Directions:
Your task is to copy each line in the listing that includes the word "UserRole".

------------------------------

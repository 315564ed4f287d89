//! 成绩单实体（学生-科目-学期聚合）

use sea_orm::entity::prelude::*;

#[derive(Clone, Debug, PartialEq, DeriveEntityModel)]
#[sea_orm(table_name = "report_cards")]
pub struct Model {
    #[sea_orm(primary_key)]
    pub id: i64,
    pub student_id: i64,
    pub teacher_id: i64,
    pub subject_id: i64,
    pub class_id: i64,
    pub period: String,
    pub final_average: f64,
    pub created_at: i64,
    pub updated_at: i64,
}

#[derive(Copy, Clone, Debug, EnumIter, DeriveRelation)]
pub enum Relation {
    #[sea_orm(
        belongs_to = "super::students::Entity",
        from = "Column::StudentId",
        to = "super::students::Column::Id"
    )]
    Student,
    #[sea_orm(
        belongs_to = "super::subjects::Entity",
        from = "Column::SubjectId",
        to = "super::subjects::Column::Id"
    )]
    Subject,
    #[sea_orm(
        belongs_to = "super::classes::Entity",
        from = "Column::ClassId",
        to = "super::classes::Column::Id"
    )]
    Class,
}

impl ActiveModelBehavior for ActiveModel {}

impl Model {
    pub fn into_report_card(self) -> crate::models::report_cards::entities::ReportCard {
        use crate::models::report_cards::entities::ReportCard;
        use chrono::{DateTime, Utc};

        ReportCard {
            id: self.id,
            student_id: self.student_id,
            teacher_id: self.teacher_id,
            subject_id: self.subject_id,
            class_id: self.class_id,
            period: self.period,
            final_average: self.final_average,
            created_at: DateTime::<Utc>::from_timestamp(self.created_at, 0).unwrap_or_default(),
            updated_at: DateTime::<Utc>::from_timestamp(self.updated_at, 0).unwrap_or_default(),
        }
    }
}
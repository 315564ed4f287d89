use serde::{Deserialize, Serialize};

use crate::string_enum;

string_enum! {
    // 学籍状态
    StudentStatus {
        Active => "active",
        Transferred => "transferred",
        Graduated => "graduated",
        Retained => "retained",
        Locked => "locked",
    }
}

#[derive(Debug, Clone, Serialize, Deserialize)]
pub struct Student {
    pub id: i64,
    pub user_id: i64,
    pub class_id: Option<i64>,
    pub status: StudentStatus,
    pub created_at: chrono::DateTime<chrono::Utc>,
    pub updated_at: chrono::DateTime<chrono::Utc>,
}
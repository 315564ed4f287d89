use serde::Deserialize;

use super::entities::{ClassShift, ClassStatus, EducationLevel};
use crate::models::SortOrder;

#[derive(Debug, Clone, Deserialize)]
pub struct CreateClassRequest {
    pub name: String,
    pub shift: ClassShift,
    pub education_level: EducationLevel,
    pub school_year: Option<i32>,
    #[serde(default)]
    pub student_ids: Vec<i64>,
    #[serde(default)]
    pub teacher_ids: Vec<i64>,
    #[serde(default)]
    pub subject_ids: Vec<i64>,
}

#[derive(Debug, Clone, Deserialize, Default)]
pub struct UpdateClassRequest {
    pub name: Option<String>,
    pub shift: Option<ClassShift>,
    pub education_level: Option<EducationLevel>,
    pub school_year: Option<i32>,
    pub status: Option<ClassStatus>,
    pub student_ids: Option<Vec<i64>>,
    pub teacher_ids: Option<Vec<i64>>,
    pub subject_ids: Option<Vec<i64>>,
}

#[derive(Debug, Clone, Deserialize, Default)]
pub struct ClassListQuery {
    pub status: Option<ClassStatus>,
    pub education_level: Option<EducationLevel>,
    pub school_year: Option<i32>,
    pub shift: Option<ClassShift>,
    pub order: Option<SortOrder>,
}
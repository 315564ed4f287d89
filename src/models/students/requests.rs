use serde::Deserialize;

use super::entities::StudentStatus;
use crate::models::SortOrder;
use crate::models::users::entities::Address;

#[derive(Debug, Clone, Deserialize)]
pub struct CreateStudentRequest {
    pub name: String,
    pub email: String,
    pub password: String,
    pub age: Option<i32>,
    pub cpf: Option<String>,
    pub postal_code: String,
    pub address: Address,
    #[serde(default)]
    pub guardian_ids: Vec<i64>,
}

#[derive(Debug, Clone, Deserialize)]
pub struct UpdateStudentRequest {
    pub name: String,
    pub email: String,
    pub password: Option<String>,
    pub age: Option<i32>,
    pub cpf: Option<String>,
    pub postal_code: String,
    pub address: Address,
    #[serde(default)]
    pub guardian_ids: Vec<i64>,
}

#[derive(Debug, Clone, Deserialize, Default)]
pub struct StudentListQuery {
    pub class_id: Option<i64>,
    pub status: Option<StudentStatus>,
    pub order: Option<SortOrder>,
}

#[derive(Debug, Clone, Deserialize, Default)]
pub struct ReportCardQuery {
    pub school_year: Option<i32>,
    pub class_id: Option<i64>,
}
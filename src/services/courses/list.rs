use actix_web::{HttpRequest, HttpResponse, Result as ActixResult};
use std::collections::HashMap;
use std::sync::Arc;

use super::CourseService;
use crate::errors::Result;
use crate::middlewares::RequireJWT;
use crate::models::courses::{
    entities::Course,
    requests::CourseListQuery,
    responses::CourseView,
};
use crate::models::users::entities::UserRole;
use crate::models::{ErrorCode, SortOrder};
use crate::services::{current_school_year, current_student, current_teacher, respond};
use crate::storage::Storage;

/// 给课程补上科目/教师名称、准入班级与报名人数
pub(crate) async fn build_course_views(
    storage: &Arc<dyn Storage>,
    courses: Vec<Course>,
    enrollment_for: Option<i64>,
) -> Result<Vec<CourseView>> {
    let mut subject_names: HashMap<i64, String> = HashMap::new();
    let mut teacher_names: HashMap<i64, String> = HashMap::new();

    let mut views = Vec::with_capacity(courses.len());
    for course in courses {
        if !subject_names.contains_key(&course.subject_id)
            && let Some(subject) = storage.get_subject_by_id(course.subject_id).await?
        {
            subject_names.insert(course.subject_id, subject.name);
        }
        if !teacher_names.contains_key(&course.teacher_id)
            && let Some(teacher) = storage.get_teacher_by_id(course.teacher_id).await?
            && let Some(user) = storage.get_user_by_id(teacher.user_id).await?
        {
            teacher_names.insert(course.teacher_id, user.name);
        }

        let allowed_class_ids = storage.class_ids_of_course(course.id).await?;
        let enrolled_ids = storage.enrolled_student_ids(course.id).await?;
        let enrolled = enrollment_for.map(|student_id| enrolled_ids.contains(&student_id));

        let subject_name = subject_names
            .get(&course.subject_id)
            .cloned()
            .unwrap_or_default();
        let teacher_name = teacher_names
            .get(&course.teacher_id)
            .cloned()
            .unwrap_or_default();

        views.push(CourseView {
            course,
            subject_name,
            teacher_name,
            allowed_class_ids,
            enrolled_count: enrolled_ids.len(),
            enrolled,
        });
    }

    Ok(views)
}

pub async fn list_courses(
    service: &CourseService,
    request: &HttpRequest,
    query: CourseListQuery,
) -> ActixResult<HttpResponse> {
    let storage = service.get_storage(request);

    let role = RequireJWT::extract_user_role(request);
    let (courses, enrollment_for) = match role {
        Some(UserRole::Teacher) => {
            let teacher = match current_teacher(&storage, request).await {
                Ok(teacher) => teacher,
                Err(response) => return Ok(response),
            };
            match storage.list_courses(Some(teacher.id), None, false).await {
                Ok(courses) => (courses, None),
                Err(e) => return Ok(respond::internal("Failed to list courses", e)),
            }
        }
        Some(UserRole::Student) => {
            let student = match current_student(&storage, request).await {
                Ok(student) => student,
                Err(response) => return Ok(response),
            };
            let class_id = match storage
                .active_class_of_student(student.id, current_school_year())
                .await
            {
                Ok(Some(class)) => Some(class.id),
                Ok(None) => student.class_id,
                Err(e) => return Ok(respond::internal("Failed to resolve class", e)),
            };
            let Some(class_id) = class_id else {
                return Ok(respond::ok(Vec::<CourseView>::new(), "Courses retrieved"));
            };
            match storage.list_courses(None, Some(class_id), true).await {
                Ok(courses) => (courses, Some(student.id)),
                Err(e) => return Ok(respond::internal("Failed to list courses", e)),
            }
        }
        _ => {
            // 管理员列表前顺手清理孤儿课程
            if let Ok(removed) = storage.delete_orphan_courses().await
                && removed > 0
            {
                tracing::info!("Removed {} orphan courses", removed);
            }
            match storage.list_courses(None, None, false).await {
                Ok(courses) => (courses, None),
                Err(e) => return Ok(respond::internal("Failed to list courses", e)),
            }
        }
    };

    let mut views = match build_course_views(&storage, courses, enrollment_for).await {
        Ok(views) => views,
        Err(e) => return Ok(respond::internal("Failed to build course views", e)),
    };

    if let Some(subject_id) = query.subject_id {
        views.retain(|v| v.course.subject_id == subject_id);
    }

    match query.order.unwrap_or_default() {
        SortOrder::AZ => views.sort_by(|a, b| {
            a.course
                .title
                .to_lowercase()
                .cmp(&b.course.title.to_lowercase())
        }),
        SortOrder::ZA => views.sort_by(|a, b| {
            b.course
                .title
                .to_lowercase()
                .cmp(&a.course.title.to_lowercase())
        }),
        SortOrder::Recent => views.sort_by(|a, b| b.course.created_at.cmp(&a.course.created_at)),
        SortOrder::Oldest => views.sort_by(|a, b| a.course.created_at.cmp(&b.course.created_at)),
    }

    Ok(respond::ok(views, "Courses retrieved successfully"))
}

pub async fn get_course(
    service: &CourseService,
    request: &HttpRequest,
    course_id: i64,
) -> ActixResult<HttpResponse> {
    let storage = service.get_storage(request);

    let course = match storage.get_course_by_id(course_id).await {
        Ok(Some(course)) => course,
        Ok(None) => {
            return Ok(respond::not_found(
                ErrorCode::CourseNotFound,
                "Course not found",
            ));
        }
        Err(e) => return Ok(respond::internal("Failed to get course", e)),
    };

    // 学生视角附带报名标记
    let enrollment_for = if RequireJWT::extract_user_role(request) == Some(UserRole::Student) {
        match current_student(&storage, request).await {
            Ok(student) => Some(student.id),
            Err(response) => return Ok(response),
        }
    } else {
        None
    };

    match build_course_views(&storage, vec![course], enrollment_for).await {
        Ok(mut views) => Ok(respond::ok(views.remove(0), "Course retrieved successfully")),
        Err(e) => Ok(respond::internal("Failed to build course view", e)),
    }
}
pub mod create;
pub mod delete;
pub mod get;
pub mod update;

use actix_web::{HttpRequest, HttpResponse, Result as ActixResult};
use std::sync::Arc;

use crate::models::users::requests::{CreateUserRequest, UpdateUserRequest};
use crate::storage::Storage;

pub struct UserService {
    storage: Option<Arc<dyn Storage>>,
}

impl UserService {
    pub fn new_lazy() -> Self {
        Self { storage: None }
    }

    pub(crate) fn get_storage(&self, request: &HttpRequest) -> Arc<dyn Storage> {
        if let Some(storage) = &self.storage {
            storage.clone()
        } else {
            request
                .app_data::<actix_web::web::Data<Arc<dyn Storage>>>()
                .expect("Storage not found in app data")
                .get_ref()
                .clone()
        }
    }

    pub async fn create_user(
        &self,
        req: &HttpRequest,
        user_data: CreateUserRequest,
    ) -> ActixResult<HttpResponse> {
        create::create_user(self, req, user_data).await
    }

    pub async fn list_users(&self, req: &HttpRequest) -> ActixResult<HttpResponse> {
        get::list_users(self, req).await
    }

    pub async fn get_user(&self, req: &HttpRequest, user_id: i64) -> ActixResult<HttpResponse> {
        get::get_user(self, req, user_id).await
    }

    pub async fn update_user(
        &self,
        req: &HttpRequest,
        user_id: i64,
        update_data: UpdateUserRequest,
    ) -> ActixResult<HttpResponse> {
        update::update_user(self, req, user_id, update_data).await
    }

    pub async fn delete_user(&self, req: &HttpRequest, user_id: i64) -> ActixResult<HttpResponse> {
        delete::delete_user(self, req, user_id).await
    }
}
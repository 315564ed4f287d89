use serde::Serialize;

use super::entities::Subject;
use crate::models::teachers::entities::TeacherStatus;
use crate::models::users::entities::ProfilePhoto;

// 科目详情中的授课教师条目
#[derive(Debug, Clone, Serialize)]
pub struct SubjectTeacherItem {
    pub teacher_id: i64,
    pub name: String,
    pub status: TeacherStatus,
    pub photo: Option<ProfilePhoto>,
}

#[derive(Debug, Clone, Serialize)]
pub struct SubjectWithTeachers {
    #[serde(flatten)]
    pub subject: Subject,
    pub teachers: Vec<SubjectTeacherItem>,
}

------------------------------

Output for this exercise:
use crate::models::users::entities::UserRole;
        Some(UserRole::Teacher) => {
        Some(UserRole::Student) => {
    let enrollment_for = if RequireJWT::extract_user_role(request) == Some(UserRole::Student) {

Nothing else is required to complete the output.